Destroyer (Keen Marlow)
The Destroyer
Mystic Comics 8.jpg
Mystic Comics #8 (March 1942). Cover art by Al Gabriele
Publication information
Publisher Marvel Comics
First appearance Mystic Comics #6 (Oct. 1941)
Created by Stan Lee
In-story information
Alter ego Kevin "Keen" Marlow
Abilities Peak human physical condition,
Skilled fighter and marksmen

The Destroyer (Kevin "Keen" Marlow) is a fictional superhero in comic books published by Marvel Comics, who first appeared in the 1940s during what historians and fans call the Golden Age of comic books. He is one of the earliest creations of major comics-industry figure Stan Lee.


Publication history

The Destroyer first appeared as the cover subject and in a story in Mystic Comics #6 (Oct. 1941), from Marvel Comics' predecessor Timely Comics. One of the World War II-era heroes of what fans and historians call the Golden Age of Comic Books, the character was one of the first co-created by Marvel writer-editor Stan Lee. The artist co-creator is unknown: While the story penciler-inker was Jack Binder, the artist of the cover, which may have been drawn first, was Alex Schomburg.[1] As comics historian and former Marvel editor-in-chief Roy Thomas notes, "Stan's most popular superhero creation before the Fantastic Four was the Destroyer...."[2]

The Destroyer ran as the cover feature of Mystic #6 and of the remaining four issues of that 10-issue superhero anthology, and while less popular than the company's Captain America, the Human Torch, and the Sub-Mariner, he went on to star in issues of nearly every Timely superhero comic-book series — becoming the company's most-published character outside of those three stars and the Angel.

Artists associated with the feature include pencilers Al Gabriele and Mike Sekowsky, and inkers Vince Alascia and Allen Bellman. Comic-book giant Jack Kirby contributed the Destroyer cover of Mystic Comics #7 (Dec. 1941).[3][4] The cover was inked by either Syd Shores or Joe Simon (sources differ).

Fictional character biography

Golden Age

The character's origin posits American journalist Keen Marlow, who is captured for spying while reporting behind-the-lines in Nazi Germany. While imprisoned in a concentration camp — that specific phrase being used, though before its association with the Holocaust — Marlow is given a super-soldier serum, similar to that given to Captain America, by fellow prisoner Professor Eric Schmitt, an anti-Nazi German scientist. Responding to the chemical (and without the beneficial "Vita-Rays" used to chemically stabilize Captain America's serum), Marlow becomes a prime human specimen who escapes, dons a sleek, dark costume with a skull motif and a skin-tight blue mask that made him appear inhuman, and adopts a fearsome identity with which he fights the Nazis on their own turf.
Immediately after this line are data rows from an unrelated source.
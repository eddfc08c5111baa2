use crate::catalog::ImageCatalog;
use crate::config::Config;
use crate::conversation::{ConversationStore, JsonFileStore};
use anyhow::Result;
use std::path::Path;

#[derive(Debug)]
enum CheckResult {
    Pass(String),
    Fail(String),
    Skip(String),
}

impl CheckResult {
    fn label(&self) -> &'static str {
        match self {
            Self::Pass(_) => "PASS",
            Self::Fail(_) => "FAIL",
            Self::Skip(_) => "SKIP",
        }
    }

    fn detail(&self) -> &str {
        match self {
            Self::Pass(s) | Self::Fail(s) | Self::Skip(s) => s,
        }
    }

    fn is_fail(&self) -> bool {
        matches!(self, Self::Fail(_))
    }
}

fn print_check(name: &str, result: &CheckResult) {
    println!("  {:<6} {:<24} {}", result.label(), name, result.detail());
}

fn check_config_exists(path: &Path) -> CheckResult {
    if path.exists() {
        CheckResult::Pass(path.display().to_string())
    } else {
        CheckResult::Skip(format!("not found at {}, using defaults", path.display()))
    }
}

fn check_config_loads(loaded: &Result<Config>) -> CheckResult {
    match loaded {
        Ok(_) => CheckResult::Pass("parses and validates".to_string()),
        Err(e) => CheckResult::Fail(format!("{:#}", e)),
    }
}

fn check_line_credentials(config: &Config) -> CheckResult {
    match config.require_line_credentials() {
        Ok(()) => CheckResult::Pass("access token and secret set".to_string()),
        Err(e) => CheckResult::Fail(e.to_string()),
    }
}

fn check_catalog(config: &Config) -> CheckResult {
    let path = config.catalog_path();
    match ImageCatalog::load(&path) {
        Ok(catalog) if catalog.is_empty() => {
            CheckResult::Fail(format!("{} has no entries", path.display()))
        }
        Ok(catalog) => CheckResult::Pass(format!("{} image(s)", catalog.len())),
        Err(e) => CheckResult::Fail(format!("{:#}", e)),
    }
}

async fn check_conversation_log(config: &Config) -> CheckResult {
    let path = match config.store_path() {
        Ok(path) => path,
        Err(e) => return CheckResult::Fail(format!("{:#}", e)),
    };
    let display = path.display().to_string();
    match JsonFileStore::new(path).load().await {
        Ok(log) => CheckResult::Pass(format!("{} ({} conversation(s))", display, log.len())),
        Err(e) => CheckResult::Fail(format!("{:#}", e)),
    }
}

fn check_gemini(config: &Config) -> CheckResult {
    let gemini = &config.providers.gemini;
    if gemini.is_configured() {
        CheckResult::Pass(format!("model {}", gemini.model))
    } else {
        CheckResult::Skip("no API key, free-form messages get the help text".to_string())
    }
}

fn check_config_file_permissions(path: &Path) -> CheckResult {
    if !path.exists() {
        return CheckResult::Skip("config file not found".to_string());
    }

    #[cfg(unix)]
    {
        use std::os::unix::fs::PermissionsExt;
        if let Ok(meta) = std::fs::metadata(path) {
            let mode = meta.permissions().mode() & 0o777;
            if mode.trailing_zeros() >= 6 {
                CheckResult::Pass(format!("{:o}", mode))
            } else {
                CheckResult::Fail(format!(
                    "{:o} (group/world readable, run: chmod 600 {})",
                    mode,
                    path.display()
                ))
            }
        } else {
            CheckResult::Skip("cannot read metadata".to_string())
        }
    }

    #[cfg(not(unix))]
    CheckResult::Skip("permission check not available on this platform".to_string())
}

pub async fn doctor_command(config_path: Option<&Path>) -> Result<()> {
    let path = super::commands::resolve_config_path(config_path)?;

    println!("mygo-bot doctor\n");
    println!("{}", "=".repeat(60));

    let mut pass_count = 0u32;
    let mut fail_count = 0u32;
    let mut skip_count = 0u32;

    let mut record = |name: &str, result: &CheckResult| {
        print_check(name, result);
        match result {
            CheckResult::Pass(_) => pass_count += 1,
            CheckResult::Fail(_) => fail_count += 1,
            CheckResult::Skip(_) => skip_count += 1,
        }
    };

    println!("\n  Config");
    println!("  {}", "-".repeat(56));

    record("Config file", &check_config_exists(&path));
    record("Config permissions", &check_config_file_permissions(&path));
    let loaded = crate::config::load_config(Some(&path));
    record("Config loads", &check_config_loads(&loaded));

    if let Ok(config) = &loaded {
        println!("\n  Bot");
        println!("  {}", "-".repeat(56));

        record("LINE credentials", &check_line_credentials(config));
        record("Image catalog", &check_catalog(config));
        record("Conversation log", &check_conversation_log(config).await);
        record("Gemini", &check_gemini(config));
    }

    println!("\n{}", "=".repeat(60));
    println!(
        "  {} passed, {} failed, {} skipped",
        pass_count, fail_count, skip_count
    );

    if fail_count > 0 {
        anyhow::bail!("{} check(s) failed", fail_count);
    }
    println!("\n  All checks passed!");
    Ok(())
}
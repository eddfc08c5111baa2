#![warn(clippy::pedantic)]
// Noisy doc/signature lints: would require annotating every pub function
#![allow(clippy::missing_errors_doc)]
#![allow(clippy::missing_panics_doc)]
#![allow(clippy::must_use_candidate)]
// Style preference: keeping format!("{}", x) over format!("{x}") for readability with complex exprs
#![allow(clippy::uninlined_format_args)]
#![allow(clippy::module_name_repetitions)]

pub mod catalog;
pub mod cli;
pub mod config;
pub mod conversation;
pub mod dispatch;
pub(crate) mod errors;
pub mod gateway;
pub mod line;
pub mod providers;
pub(crate) mod utils;

pub use errors::{BotError, BotResult};

/// Re-exports for fuzz targets. Not part of the public API.
#[doc(hidden)]
pub mod fuzz_api {
    /// Wrapper around `line::validate_signature` for fuzz targets.
    pub fn validate_signature(secret: &str, signature: &str, body: &[u8]) -> bool {
        crate::line::validate_signature(secret, signature, body)
    }
}

pub const VERSION: &str = env!("CARGO_PKG_VERSION");
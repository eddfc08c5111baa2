use crate::config::Config;
use crate::utils::{ensure_dir, get_bot_home};
use anyhow::{Context, Result};
use std::fs;
use std::path::{Path, PathBuf};
use tracing::{debug, warn};

pub fn get_config_path() -> Result<PathBuf> {
    Ok(get_bot_home()?.join("config.json"))
}

pub fn load_config(config_path: Option<&Path>) -> Result<Config> {
    let default_path = get_config_path().unwrap_or_else(|_| PathBuf::from("config.json"));
    let path = config_path.unwrap_or(default_path.as_path());

    let mut config = if path.exists() {
        let content = fs::read_to_string(path)
            .with_context(|| format!("Failed to read config from {}", path.display()))?;
        check_file_permissions(path);
        debug!("loaded config from {}", path.display());
        serde_json::from_str::<Config>(&content)
            .with_context(|| format!("Failed to parse config JSON from {}", path.display()))?
    } else {
        debug!("no config at {}, using defaults", path.display());
        Config::default()
    };

    // Environment wins over config.json
    crate::config::credentials::apply_env_overrides(&mut config);

    config
        .validate()
        .with_context(|| "Configuration validation failed")?;

    Ok(config)
}

/// Warn if the config file is readable by other users; it holds channel secrets.
#[cfg(unix)]
fn check_file_permissions(path: &Path) {
    use std::os::unix::fs::PermissionsExt;

    if let Ok(meta) = fs::metadata(path) {
        let mode = meta.permissions().mode();
        if mode & 0o077 != 0 {
            warn!(
                "config file {} has permissions {:o}, recommend 0600",
                path.display(),
                mode & 0o777
            );
        }
    }
}

#[cfg(not(unix))]
fn check_file_permissions(_path: &Path) {}

pub fn save_config(config: &Config, config_path: Option<&Path>) -> Result<()> {
    let default_path = get_config_path().unwrap_or_else(|_| PathBuf::from("config.json"));
    let path = config_path.unwrap_or(default_path.as_path());

    if let Some(parent) = path.parent()
        && !parent.as_os_str().is_empty()
    {
        ensure_dir(parent)?;
    }

    let content = serde_json::to_string_pretty(config)?;
    crate::utils::atomic_write(path, &content)
        .with_context(|| format!("Failed to write config to {}", path.display()))?;

    // Restrict permissions (best-effort, may fail on Windows)
    #[cfg(unix)]
    {
        use std::os::unix::fs::PermissionsExt;
        let _ = fs::set_permissions(path, fs::Permissions::from_mode(0o600));
    }

    Ok(())
}
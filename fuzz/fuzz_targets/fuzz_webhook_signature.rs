#![no_main]

use arbitrary::Arbitrary;
use libfuzzer_sys::fuzz_target;
use mygo_bot::fuzz_api::validate_signature;

#[derive(Arbitrary, Debug)]
struct Input {
    secret: String,
    signature: String,
    body: Vec<u8>,
}

fuzz_target!(|input: Input| {
    let _ = validate_signature(&input.secret, &input.signature, &input.body);
});
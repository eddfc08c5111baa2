use mygo_bot::conversation::{ConversationLog, ConversationStore, JsonFileStore, Role, update};
use std::sync::Arc;
use tempfile::TempDir;

#[tokio::test]
async fn test_log_survives_restart() {
    let dir = TempDir::new().unwrap();
    let path = dir.path().join("conversations.json");

    {
        let store = JsonFileStore::new(&path);
        update(&store, |log| {
            log.append_turn("U1", Role::User, "文字");
            log.append_turn("U1", Role::Assistant, "這是一則文字回覆！");
        })
        .await
        .unwrap();
    }

    let store = JsonFileStore::new(&path);
    let log = store.load().await.unwrap();
    let record = log.get("U1").unwrap();
    assert_eq!(record.messages.len(), 2);
    assert_eq!(record.messages[1].content, "這是一則文字回覆！");
}

#[tokio::test]
async fn test_file_keeps_non_ascii_verbatim() {
    let dir = TempDir::new().unwrap();
    let path = dir.path().join("conversations.json");
    let store = JsonFileStore::new(&path);
    update(&store, |log| log.append_turn("U1", Role::User, "位置資訊"))
        .await
        .unwrap();

    let raw = std::fs::read_to_string(&path).unwrap();
    assert!(raw.contains("位置資訊"));
    assert!(!raw.contains("\\u"));
    // Pretty-printed
    assert!(raw.contains('\n'));
}

#[tokio::test]
async fn test_created_at_stable_across_cycles() {
    let dir = TempDir::new().unwrap();
    let store = JsonFileStore::new(dir.path().join("c.json"));

    update(&store, |log| log.append_turn("U1", Role::User, "one"))
        .await
        .unwrap();
    let first = store.load().await.unwrap().get("U1").unwrap().created_at.clone();

    update(&store, |log| log.append_turn("U1", Role::User, "two"))
        .await
        .unwrap();
    let record = store.load().await.unwrap().get("U1").unwrap().clone();
    assert_eq!(record.created_at, first);
    assert_eq!(record.messages.len(), 2);
}

#[tokio::test]
async fn test_delete_missing_reports_not_found() {
    let dir = TempDir::new().unwrap();
    let store = JsonFileStore::new(dir.path().join("c.json"));
    update(&store, |log| log.append_turn("U1", Role::User, "hi"))
        .await
        .unwrap();

    let removed = update(&store, |log| log.remove("ghost")).await.unwrap();
    assert!(!removed);
    assert_eq!(store.load().await.unwrap().len(), 1);
}

#[tokio::test]
async fn test_delete_all_then_list_is_empty() {
    let dir = TempDir::new().unwrap();
    let store = JsonFileStore::new(dir.path().join("c.json"));
    update(&store, |log| {
        log.append_turn("U1", Role::User, "a");
        log.append_turn("U2", Role::User, "b");
    })
    .await
    .unwrap();

    update(&store, ConversationLog::clear).await.unwrap();
    assert!(store.load().await.unwrap().is_empty());
}

#[tokio::test]
async fn test_concurrent_writers_share_one_store() {
    let dir = TempDir::new().unwrap();
    let store = Arc::new(JsonFileStore::new(dir.path().join("c.json")));

    let handles: Vec<_> = (0..8)
        .map(|i| {
            let store = store.clone();
            tokio::spawn(async move {
                update(store.as_ref(), |log| {
                    log.append_turn(&format!("U{}", i % 2), Role::User, format!("m{}", i));
                })
                .await
                .unwrap();
            })
        })
        .collect();
    for handle in handles {
        handle.await.unwrap();
    }

    let log = store.load().await.unwrap();
    let total: usize = log.iter().map(|(_, r)| r.messages.len()).sum();
    assert_eq!(total, 8);
}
He was occasionally abetted by an Allied agent named Florence von Banger. Antagonists included the Scar, Herr Sin and Von Maus.


In the Destroyer's retcon appearances in 1970s, the same origin is recounted except for his identity. Now he is Brian Falsworth, brother of Spitfire (a member of the World War II superhero group the Invaders) and son of James Montgomery Falsworth, Lord Falsworth, who had been the World War I hero Union Jack. In this storyline, when Captain America asked if the Destroyer is or is not "an American named Keen Marlow," Falsworth declined to respond.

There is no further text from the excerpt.